▶ Task directions
The answer must consist of every line below containing "InputPin".

(Input material)

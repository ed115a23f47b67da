//! In-memory model of the two-wire bus and the sensor sitting on it.
//!
//! Both lines are wired-AND of a controller half and a peer half. The
//! controller half is driven through [`SdaPin`] and [`SclPin`]; the peer
//! half is a state machine clocked by the edges the controller produces.
//! The peer acknowledges bytes addressed to it, records written frames,
//! and serves canned response bytes keyed by the last written command,
//! so protocol tests run without wall-clock delay.

use std::cell::RefCell;
use std::collections::HashMap;
use std::convert::Infallible;
use std::rc::Rc;

use embedded_hal::digital::v2::{InputPin, OutputPin};

/// Clock-stretch behaviour of the simulated peer.
#[derive(Debug, Clone, Copy, PartialEq, Eq)]
pub enum Stretch {
    /// Clock line never held.
    None,
    /// Clock line held low for the next `n` controller polls.
    Polls(u32),
    /// Clock line held low forever.
    Forever,
}

/// Test handle onto the shared bus state.
pub struct SimBus(Rc<RefCell<Wire>>);

/// Controller half of the data line.
pub struct SdaPin(Rc<RefCell<Wire>>);

/// Controller half of the clock line.
pub struct SclPin(Rc<RefCell<Wire>>);

impl SimBus {
    /// Creates a bus with a peer listening on `address` and returns the
    /// pin handles for the controller side.
    pub fn new(address: u8) -> (SimBus, SdaPin, SclPin) {
        let wire = Rc::new(RefCell::new(Wire {
            sda_controller: true,
            scl_controller: true,
            prev_sda: true,
            prev_scl: true,
            peer: Peer::new(address),
        }));
        (
            SimBus(Rc::clone(&wire)),
            SdaPin(Rc::clone(&wire)),
            SclPin(wire),
        )
    }

    /// Loads the bytes the peer will serve after command `command` has
    /// been written to it.
    pub fn set_response(&self, command: u16, bytes: &[u8]) {
        self.0
            .borrow_mut()
            .peer
            .responses
            .insert(command, bytes.to_vec());
    }

    pub fn set_stretch(&self, stretch: Stretch) {
        self.0.borrow_mut().peer.stretch = stretch;
    }

    /// Makes the peer ignore every address, as if absent from the bus.
    pub fn set_nack_all(&self, nack: bool) {
        self.0.borrow_mut().peer.nack_all = nack;
    }

    /// Data-byte frames the peer has received, one per write access.
    pub fn writes(&self) -> Vec<Vec<u8>> {
        self.0.borrow().peer.writes.clone()
    }

    /// Acknowledge bits sampled from the controller, one per byte the
    /// peer transmitted (`true` = continue, `false` = final byte).
    pub fn controller_acks(&self) -> Vec<bool> {
        self.0.borrow().peer.controller_acks.clone()
    }

    pub fn sda_level(&self) -> bool {
        self.0.borrow().sda_level()
    }

    pub fn scl_level(&self) -> bool {
        self.0.borrow().scl_level()
    }
}

impl OutputPin for SdaPin {
    type Error = Infallible;

    fn set_low(&mut self) -> Result<(), Infallible> {
        let mut wire = self.0.borrow_mut();
        wire.sda_controller = false;
        wire.step();
        Ok(())
    }

    fn set_high(&mut self) -> Result<(), Infallible> {
        let mut wire = self.0.borrow_mut();
        wire.sda_controller = true;
        wire.step();
        Ok(())
    }
}

impl InputPin for SdaPin {
    type Error = Infallible;

    fn is_high(&self) -> Result<bool, Infallible> {
        Ok(self.0.borrow().sda_level())
    }

    fn is_low(&self) -> Result<bool, Infallible> {
        Ok(!self.0.borrow().sda_level())
    }
}

impl OutputPin for SclPin {
    type Error = Infallible;

    fn set_low(&mut self) -> Result<(), Infallible> {
        let mut wire = self.0.borrow_mut();
        wire.scl_controller = false;
        wire.step();
        Ok(())
    }

    fn set_high(&mut self) -> Result<(), Infallible> {
        let mut wire = self.0.borrow_mut();
        wire.scl_controller = true;
        wire.step();
        Ok(())
    }
}

impl InputPin for SclPin {
    type Error = Infallible;

    fn is_high(&self) -> Result<bool, Infallible> {
        Ok(!self.poll_clock())
    }

    fn is_low(&self) -> Result<bool, Infallible> {
        Ok(self.poll_clock())
    }
}

impl SclPin {
    /// One controller poll of the clock line. Counts down a bounded
    /// stretch and reports whether the line still reads low.
    fn poll_clock(&self) -> bool {
        let mut wire = self.0.borrow_mut();
        if let Stretch::Polls(n) = wire.peer.stretch {
            wire.peer.stretch = if n <= 1 { Stretch::None } else { Stretch::Polls(n - 1) };
            wire.step();
        }
        !wire.scl_level()
    }
}

struct Wire {
    sda_controller: bool,
    scl_controller: bool,
    prev_sda: bool,
    prev_scl: bool,
    peer: Peer,
}

impl Wire {
    fn sda_level(&self) -> bool {
        self.sda_controller && self.peer.sda_drive
    }

    fn scl_level(&self) -> bool {
        self.scl_controller && self.peer.scl_drive()
    }

    /// Dispatches the edges produced by the latest line change to the
    /// peer state machine.
    fn step(&mut self) {
        let scl = self.scl_level();
        let sda = self.sda_level();

        if scl != self.prev_scl {
            if scl {
                self.peer.on_scl_rising(sda);
            } else {
                self.peer.on_scl_falling();
            }
        } else if sda != self.prev_sda && scl && self.prev_scl {
            // Data moved while the clock stayed high.
            if sda {
                self.peer.on_stop();
            } else {
                self.peer.on_start();
            }
        }

        self.prev_scl = scl;
        // The peer may have moved the data line in an edge handler.
        self.prev_sda = self.sda_level();
    }
}

#[derive(Debug, Clone, Copy, PartialEq, Eq)]
enum Phase {
    /// Waiting for a start condition.
    Idle,
    /// Shifting a byte in, `bits` sampled so far.
    Receive { bits: u8 },
    /// Byte complete; pull the data line low on the next falling edge.
    AckPending,
    /// Acknowledge held low; released at the end of the ninth clock.
    AckHeld,
    /// Shifting a byte out, `placed` bits already on the line.
    Transmit { placed: u8 },
    /// Byte sent; sample the controller's acknowledge on the next rising
    /// edge.
    AwaitAck,
    /// Not addressed or done; ignore everything until a start or stop.
    Halted,
}

struct Peer {
    address: u8,
    nack_all: bool,
    stretch: Stretch,
    sda_drive: bool,
    phase: Phase,
    shift: u8,
    expecting_address: bool,
    direction_read: bool,
    last_ack: bool,
    tx: Vec<u8>,
    tx_index: usize,
    tx_byte: u8,
    current_frame: Vec<u8>,
    writes: Vec<Vec<u8>>,
    responses: HashMap<u16, Vec<u8>>,
    controller_acks: Vec<bool>,
}

impl Peer {
    fn new(address: u8) -> Self {
        Self {
            address,
            nack_all: false,
            stretch: Stretch::None,
            sda_drive: true,
            phase: Phase::Idle,
            shift: 0,
            expecting_address: false,
            direction_read: false,
            last_ack: false,
            tx: Vec::new(),
            tx_index: 0,
            tx_byte: 0,
            current_frame: Vec::new(),
            writes: Vec::new(),
            responses: HashMap::new(),
            controller_acks: Vec::new(),
        }
    }

    fn scl_drive(&self) -> bool {
        matches!(self.stretch, Stretch::None)
    }

    fn on_start(&mut self) {
        self.flush_frame();
        self.sda_drive = true;
        self.shift = 0;
        self.expecting_address = true;
        self.phase = Phase::Receive { bits: 0 };
    }

    fn on_stop(&mut self) {
        self.flush_frame();
        self.sda_drive = true;
        self.expecting_address = false;
        self.phase = Phase::Idle;
    }

    fn on_scl_rising(&mut self, sda: bool) {
        match self.phase {
            Phase::Receive { bits } => {
                self.shift = (self.shift << 1) | u8::from(sda);
                if bits == 7 {
                    self.byte_received();
                } else {
                    self.phase = Phase::Receive { bits: bits + 1 };
                }
            }
            Phase::AwaitAck => {
                self.last_ack = !sda;
                self.controller_acks.push(self.last_ack);
            }
            _ => {}
        }
    }

    fn on_scl_falling(&mut self) {
        match self.phase {
            Phase::AckPending => {
                self.sda_drive = false;
                self.phase = Phase::AckHeld;
            }
            Phase::AckHeld => {
                // End of the ninth clock.
                if self.direction_read {
                    self.load_tx_byte();
                } else {
                    self.sda_drive = true;
                    self.shift = 0;
                    self.phase = Phase::Receive { bits: 0 };
                }
            }
            Phase::Transmit { placed } => {
                if placed == 8 {
                    self.sda_drive = true;
                    self.phase = Phase::AwaitAck;
                } else {
                    self.sda_drive = self.tx_byte & (0x80 >> placed) != 0;
                    self.phase = Phase::Transmit { placed: placed + 1 };
                }
            }
            Phase::AwaitAck => {
                if self.last_ack {
                    self.load_tx_byte();
                } else {
                    self.sda_drive = true;
                    self.phase = Phase::Halted;
                }
            }
            _ => {}
        }
    }

    fn byte_received(&mut self) {
        let byte = self.shift;
        if self.expecting_address {
            if self.nack_all || byte >> 1 != self.address {
                self.phase = Phase::Halted;
                return;
            }
            self.expecting_address = false;
            self.direction_read = byte & 1 != 0;
            if self.direction_read {
                let command = self.last_command();
                self.tx = self.responses.get(&command).cloned().unwrap_or_default();
                self.tx_index = 0;
            }
        } else {
            self.current_frame.push(byte);
        }
        self.phase = Phase::AckPending;
    }

    /// Place the most significant bit of the next response byte on the
    /// line; called on the falling edge that ends an acknowledge clock.
    fn load_tx_byte(&mut self) {
        // Serve 0xFF once the canned response runs dry.
        self.tx_byte = self.tx.get(self.tx_index).copied().unwrap_or(0xFF);
        self.tx_index += 1;
        self.sda_drive = self.tx_byte & 0x80 != 0;
        self.phase = Phase::Transmit { placed: 1 };
    }

    fn flush_frame(&mut self) {
        if !self.current_frame.is_empty() {
            self.writes.push(core::mem::take(&mut self.current_frame));
        }
    }

    /// The opcode of the most recent completed write frame.
    fn last_command(&self) -> u16 {
        match self.writes.last() {
            Some(frame) if frame.len() >= 2 => u16::from_be_bytes([frame[0], frame[1]]),
            _ => 0xFFFF,
        }
    }
}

(End Input material)

▶ Exercise answer
use embedded_hal::digital::v2::{InputPin, OutputPin};
impl InputPin for SdaPin {
impl InputPin for SclPin {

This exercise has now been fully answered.